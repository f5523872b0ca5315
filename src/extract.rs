// Copyright (c) 2025 Fabstir
// SPDX-License-Identifier: BUSL-1.1
//! Regex-based field normalization for Aadhaar card OCR text
//!
//! Every extractor takes the raw OCR text for one semantic region and returns
//! the cleanest extractable value, or an empty string when no pattern matches.
//! OCR output is noisy (misread characters, broken lines, stray punctuation),
//! so each field has a narrow pattern tuned to the printed card layout rather
//! than a general NLP model. Callers must treat empty strings as a normal
//! outcome, not an error.

use lazy_static::lazy_static;
use regex::Regex;

lazy_static! {
    /// 4-4-4 digit groups with optional single spaces, as a standalone token.
    static ref AADHAAR_NUMBER: Regex =
        Regex::new(r"\b\d{4}\s?\d{4}\s?\d{4}\b").unwrap();

    /// Chains of title-cased words ("Ravi Shankar", "Priya").
    static ref TITLE_CASED_WORDS: Regex =
        Regex::new(r"\b[A-Z][a-z]+(?:\s+[A-Z][a-z]+)*\b").unwrap();

    /// "Government of India" header words that must never count as a name.
    static ref HEADER_WORDS: Regex = Regex::new(r"\b(?:Government|India)\b").unwrap();

    /// "S/O", "S.O", "D/O" etc. relation label, punctuation and case loose.
    static ref RELATION_LABEL: Regex =
        Regex::new(r"(?i)(?:S.?O|D.?O)[:\s]*").unwrap();

    /// Space-separated alphabetic words right after a relation label.
    static ref RELATION_NAME: Regex =
        Regex::new(r"^[A-Za-z]+(?: [A-Za-z]+)*").unwrap();

    /// Strict DD/MM/YYYY date token.
    static ref DATE_OF_BIRTH: Regex =
        Regex::new(r"\b\d{2}/\d{2}/\d{4}\b").unwrap();

    /// Standalone 4-digit token, the YOB fallback.
    static ref YEAR_OF_BIRTH: Regex = Regex::new(r"\b\d{4}\b").unwrap();

    /// "Address:" label up to and including the first 6-digit postal code,
    /// allowed to span line breaks.
    static ref ADDRESS: Regex =
        Regex::new(r"Address:\s*((?s:.)*?\d{6})").unwrap();
}

/// Extracts the Aadhaar number, stripping the embedded group spaces.
///
/// Only the first 4-4-4 digit run is used; later occurrences are ignored.
pub fn extract_aadhaar_number(input: &str) -> String {
    AADHAAR_NUMBER
        .find(input)
        .map(|m| m.as_str().replace(' ', ""))
        .unwrap_or_default()
}

/// Extracts the card holder's name.
///
/// Header words ("Government", "India") are scrubbed first so that a clean
/// title-cased run adjoining the header still matches; the first remaining
/// candidate wins. Fully upper-case OCR noise never matches the pattern;
/// that robustness gap is inherited from the heuristic.
pub fn extract_name(input: &str) -> String {
    let scrubbed = HEADER_WORDS.replace_all(input, "");
    TITLE_CASED_WORDS
        .find(&scrubbed)
        .map(|m| m.as_str().to_string())
        .unwrap_or_default()
}

/// Extracts the father's (or guardian's) name following an S/O or D/O label.
///
/// Unlike [`extract_name`], the LAST label occurrence that is actually
/// followed by a name wins: the relation line is printed near the bottom of
/// the back side, after any stray header text that also matches. Label hits
/// with no name after them (OCR noise like a bare "So 99") are skipped
/// rather than blanking the result.
pub fn extract_fathers_name(input: &str) -> String {
    RELATION_LABEL
        .find_iter(input)
        .filter_map(|label| RELATION_NAME.find(&input[label.end()..]))
        .last()
        .map(|m| m.as_str().to_string())
        .unwrap_or_default()
}

/// Extracts a strict DD/MM/YYYY date of birth.
pub fn extract_date_of_birth(input: &str) -> String {
    DATE_OF_BIRTH
        .find(input)
        .map(|m| m.as_str().to_string())
        .unwrap_or_default()
}

/// Extracts a standalone 4-digit year of birth.
///
/// Fallback for cards that only print a year; use when
/// [`extract_date_of_birth`] yields nothing.
pub fn extract_year_of_birth(input: &str) -> String {
    YEAR_OF_BIRTH
        .find(input)
        .map(|m| m.as_str().to_string())
        .unwrap_or_default()
}

/// Extracts the gender marker.
///
/// "Female" is checked before "Male" ("Female" contains "male", so the order
/// matters); anything else resolves to "Other".
pub fn extract_gender(input: &str) -> String {
    if input.contains("Female") || input.contains("FEMALE") {
        return "Female".to_string();
    }
    if input.contains("Male") || input.contains("MALE") {
        return "Male".to_string();
    }
    "Other".to_string()
}

/// Extracts the address block following the literal "Address:" label.
///
/// Captures everything (including line breaks) up to and including the first
/// 6-digit postal code; without an anchored postal code there is no match.
pub fn extract_address(input: &str) -> String {
    ADDRESS
        .captures(input)
        .and_then(|caps| caps.get(1))
        .map(|m| m.as_str().to_string())
        .unwrap_or_default()
}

§ §

▸ **Problem description**
Your answer should be the lines above, from the line containing "card holder's name." up to and including the line containing "matches the pattern;", reproduced exactly and with nothing else.

▸ **Output**
/// Extracts the card holder's name.
///
/// Header words ("Government", "India") are scrubbed first so that a clean
/// title-cased run adjoining the header still matches; the first remaining
/// candidate wins. Fully upper-case OCR noise never matches the pattern;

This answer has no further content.